Le mot hébreu « Châbbat » veut dire littéralement : « cesser, cesser de travailler, chômer, se reposer ». On peut aussi rapprocher ce mot à un autre, « cheb’y », qui veut dire  septième : « Mais le septième jour, c’est le sabbat du SEIGNEUR, ton Dieu », précise la quatrième des « Dix Paroles » du Décalogue. Mais en fait, dans la Bible, dans l’AT, deux traditions sont liées au shabbat :

  • L’une le rattache à la création, et y voit le signe de l’achèvement de toutes choses par Dieu, le signe de SA Seigneurie sur l’ensemble de l’univers : « Car en six jours, le SEIGNEUR a fait le ciel et la terre, la mer et tout ce qu’ils contiennent, mais il s’est reposé le septième jour », lisons-nous dans la suite du 4e commandement dans Exode 20/8ss.
  • L’autre tradition – transmise dans le livre Deutéronome – rattache le châbbat à la sortie d’Égypte : « Tu te souviendras qu’au pays d’Égypte tu étais esclave, et que le SEIGNEUR ton Dieu t’a fait sortir de là d’une main forte et le bras étendu ; c’est pourquoi le SEIGNEUR ton Dieu t’a ordonné de pratiquer le jour du sabbat », Dtn2/15. Le châbbat y est compris comme le signe de la délivrance par laquelle Dieu a fait d’Israël un peuple libre.

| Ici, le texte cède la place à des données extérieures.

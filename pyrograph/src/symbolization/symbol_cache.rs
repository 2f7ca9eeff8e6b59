//! Bounded address → name cache
//!
//! Open addressing over a fixed power-of-two table with a short linear
//! probe. Entries are never evicted or invalidated during a session. When
//! every probed slot holds a different address the lookup is reported as
//! [`Probe::Contended`] and the caller resolves without caching.

use std::sync::Arc;

/// Multiplicative hashing constant (Knuth)
const HASH_MULTIPLIER: u64 = 2_654_435_761;

/// Cache sizing
#[derive(Debug, Clone, Copy, PartialEq, Eq)]
pub struct CacheConfig {
    /// Table size (rounded up to a power of two)
    pub slots: usize,
    /// Maximum linear-probe steps per lookup
    pub probes: usize,
}

impl Default for CacheConfig {
    fn default() -> Self {
        Self { slots: 65_536, probes: 16 }
    }
}

#[derive(Debug, Clone)]
struct CacheEntry {
    address: u64,
    name: Arc<str>,
}

/// Result of probing the cache for an address
#[derive(Debug, Clone, PartialEq, Eq)]
pub enum Probe {
    /// A valid entry for exactly this address
    Hit(Arc<str>),
    /// First empty slot on the probe path; fill it after resolving
    Vacant(usize),
    /// All probed slots hold other addresses
    Contended,
}

#[derive(Debug)]
pub struct SymbolCache {
    entries: Box<[Option<CacheEntry>]>,
    mask: usize,
    probes: usize,
    filled: usize,
}

impl SymbolCache {
    #[must_use]
    pub fn new(config: CacheConfig) -> Self {
        let slots = config.slots.max(1).next_power_of_two();
        Self {
            entries: vec![None; slots].into_boxed_slice(),
            mask: slots - 1,
            probes: config.probes.clamp(1, slots),
            filled: 0,
        }
    }

    /// Home slot of an address
    #[allow(clippy::cast_possible_truncation)]
    fn home(&self, address: u64) -> usize {
        (address.wrapping_mul(HASH_MULTIPLIER) as u32) as usize & self.mask
    }

    pub fn probe(&self, address: u64) -> Probe {
        let home = self.home(address);
        for step in 0..self.probes {
            let slot = (home + step) & self.mask;
            match &self.entries[slot] {
                None => return Probe::Vacant(slot),
                Some(entry) if entry.address == address => return Probe::Hit(Arc::clone(&entry.name)),
                Some(_) => {}
            }
        }
        Probe::Contended
    }

    /// Store a resolved name in a slot returned by [`Probe::Vacant`]
    pub fn fill(&mut self, slot: usize, address: u64, name: Arc<str>) {
        if let Some(entry) = self.entries.get_mut(slot) {
            if entry.is_none() {
                self.filled += 1;
            }
            *entry = Some(CacheEntry { address, name });
        }
    }

    /// Number of valid entries
    #[must_use]
    pub fn len(&self) -> usize {
        self.filled
    }

    #[must_use]
    pub fn is_empty(&self) -> bool {
        self.filled == 0
    }

    #[must_use]
    pub fn capacity(&self) -> usize {
        self.entries.len()
    }
}
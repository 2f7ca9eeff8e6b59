//! In-process offset resolution from DWARF and ELF symbol tables
//!
//! Each backing file is read and parsed once. A file offset is first
//! translated to the virtual address the linker assigned (through the
//! loadable segments), then looked up in DWARF; if DWARF has no function
//! there, the nearest preceding text symbol is used.

use addr2line::Context;
use anyhow::{Context as _, Result};
use gimli::{EndianRcSlice, RunTimeEndian};
use log::{debug, warn};
use object::{Object, ObjectSection, ObjectSegment, ObjectSymbol, SymbolKind};
use rustc_demangle::demangle;
use std::collections::HashMap;
use std::fs;
use std::path::{Path, PathBuf};
use std::rc::Rc;

use super::offset_resolver::OffsetResolver;

/// A loadable segment: file bytes `[file_offset, file_offset + file_size)`
/// are mapped at `address`
#[derive(Debug, Clone, Copy)]
struct Segment {
    file_offset: u64,
    file_size: u64,
    address: u64,
}

#[derive(Debug, Clone)]
struct TextSymbol {
    address: u64,
    size: u64,
    name: String,
}

/// Parsed debug and symbol information for one binary
pub struct Symbolizer {
    ctx: Context<EndianRcSlice<RunTimeEndian>>,
    segments: Vec<Segment>,
    /// Sorted by address
    symbols: Vec<TextSymbol>,
}

impl Symbolizer {
    /// Load the binary at `binary_path`
    ///
    /// # Errors
    /// Returns an error if the file cannot be read or parsed as an object
    /// file, or if its DWARF sections are malformed.
    pub fn new<P: AsRef<Path>>(binary_path: P) -> Result<Self> {
        let binary_data = fs::read(binary_path.as_ref()).context("Failed to read binary file")?;

        let obj_file = object::File::parse(&*binary_data).context("Failed to parse object file")?;

        let endian =
            if obj_file.is_little_endian() { RunTimeEndian::Little } else { RunTimeEndian::Big };

        let load_section =
            |id: gimli::SectionId| -> Result<EndianRcSlice<RunTimeEndian>, gimli::Error> {
                let data = obj_file
                    .section_by_name(id.name())
                    .and_then(|section| section.uncompressed_data().ok())
                    .unwrap_or(std::borrow::Cow::Borrowed(&[][..]));
                Ok(EndianRcSlice::new(Rc::from(&*data), endian))
            };

        let dwarf = gimli::Dwarf::load(&load_section)?;
        let ctx = Context::from_dwarf(dwarf).context("Failed to load DWARF debug information")?;

        let segments = obj_file
            .segments()
            .map(|segment| {
                let (file_offset, file_size) = segment.file_range();
                Segment { file_offset, file_size, address: segment.address() }
            })
            .collect();

        let mut symbols: Vec<TextSymbol> = obj_file
            .symbols()
            .chain(obj_file.dynamic_symbols())
            .filter(|symbol| symbol.kind() == SymbolKind::Text && symbol.address() != 0)
            .filter_map(|symbol| {
                let name = symbol.name().ok()?;
                Some(TextSymbol { address: symbol.address(), size: symbol.size(), name: name.to_string() })
            })
            .collect();
        symbols.sort_by_key(|symbol| symbol.address);
        symbols.dedup_by_key(|symbol| symbol.address);

        Ok(Self { ctx, segments, symbols })
    }

    /// Virtual address of a file offset, per the loadable segments
    ///
    /// Offsets outside every segment are returned unchanged.
    #[must_use]
    pub fn offset_to_address(&self, file_offset: u64) -> u64 {
        self.segments
            .iter()
            .find(|s| file_offset >= s.file_offset && file_offset < s.file_offset + s.file_size)
            .map_or(file_offset, |s| s.address + (file_offset - s.file_offset))
    }

    /// Name of the function containing a file offset
    #[must_use]
    pub fn function_at_offset(&self, file_offset: u64) -> Option<String> {
        let address = self.offset_to_address(file_offset);
        self.dwarf_function(address).or_else(|| self.symbol_function(address))
    }

    /// Innermost (first reported) DWARF function at `address`
    fn dwarf_function(&self, address: u64) -> Option<String> {
        let mut frames = self.ctx.find_frames(address).skip_all_loads().ok()?;
        while let Ok(Some(frame)) = frames.next() {
            if let Some(name) = frame.function.as_ref().and_then(|f| f.raw_name().ok()) {
                return Some(Self::demangle_symbol(&name));
            }
        }
        None
    }

    /// Nearest preceding text symbol covering `address`
    fn symbol_function(&self, address: u64) -> Option<String> {
        let index = self.symbols.partition_point(|s| s.address <= address).checked_sub(1)?;
        let symbol = &self.symbols[index];
        let covers = symbol.size == 0 || address < symbol.address + symbol.size;
        covers.then(|| Self::demangle_symbol(&symbol.name))
    }

    /// Demangle a Rust symbol name (without the hash suffix)
    #[must_use]
    pub fn demangle_symbol(symbol: &str) -> String {
        format!("{:#}", demangle(symbol))
    }
}

/// [`OffsetResolver`] backed by one [`Symbolizer`] per binary
///
/// Binaries that fail to load are remembered so they are only reported once.
#[derive(Default)]
pub struct DwarfResolver {
    binaries: HashMap<PathBuf, Option<Symbolizer>>,
}

impl DwarfResolver {
    #[must_use]
    pub fn new() -> Self {
        Self::default()
    }

    /// Number of binaries loaded successfully
    #[must_use]
    pub fn loaded_binaries(&self) -> usize {
        self.binaries.values().filter(|b| b.is_some()).count()
    }
}

impl OffsetResolver for DwarfResolver {
    fn resolve_offset(&mut self, path: &Path, offset: u64) -> Option<String> {
        let symbolizer = self.binaries.entry(path.to_path_buf()).or_insert_with(|| {
            match Symbolizer::new(path) {
                Ok(symbolizer) => {
                    debug!("Loaded symbols for {}", path.display());
                    Some(symbolizer)
                }
                Err(e) => {
                    warn!("Cannot symbolize {}: {e:#}", path.display());
                    None
                }
            }
        });
        symbolizer.as_ref()?.function_at_offset(offset)
    }
}

#[cfg(test)]
mod tests {
    use super::*;

    #[test]
    fn test_demangle_strips_hash() {
        let name = Symbolizer::demangle_symbol("_ZN4core3ptr13drop_in_place17h0123456789abcdefE");
        assert_eq!(name, "core::ptr::drop_in_place");
        assert_eq!(Symbolizer::demangle_symbol("compute_hot"), "compute_hot");
    }

    #[test]
    fn test_unreadable_binary_is_remembered() {
        let mut resolver = DwarfResolver::new();
        let path = Path::new("/nonexistent/binary");
        assert_eq!(resolver.resolve_offset(path, 0x1000), None);
        assert_eq!(resolver.resolve_offset(path, 0x2000), None);
        assert_eq!(resolver.binaries.len(), 1);
        assert_eq!(resolver.loaded_binaries(), 0);
    }

    #[test]
    fn test_current_exe_loads() {
        let exe = std::env::current_exe().expect("current exe");
        // Test binaries are built with symbols; DWARF may be absent
        let symbolizer = Symbolizer::new(&exe).expect("parse test binary");
        assert!(!symbolizer.segments.is_empty());
    }
}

Libre, non pas pour faire n’importe quoi.

Libre non pas pour donner « prise à la chair », Galates5/1-14, comme dira l’apôtre Paul plus tard, en précisant : « Mais, par l’amour, mettez-vous au service les uns des autres ! Car la loi tout entière trouve son accomplissement en cette unique parole : Tu aimeras ton prochain comme toi-même ». Ainsi, comme nous l’avons déjà remarqué plus haut, Jésus lui-même a observé le châbbat, mais lui a donné son vrai sens : un moyen de servir Dieu et son prochain.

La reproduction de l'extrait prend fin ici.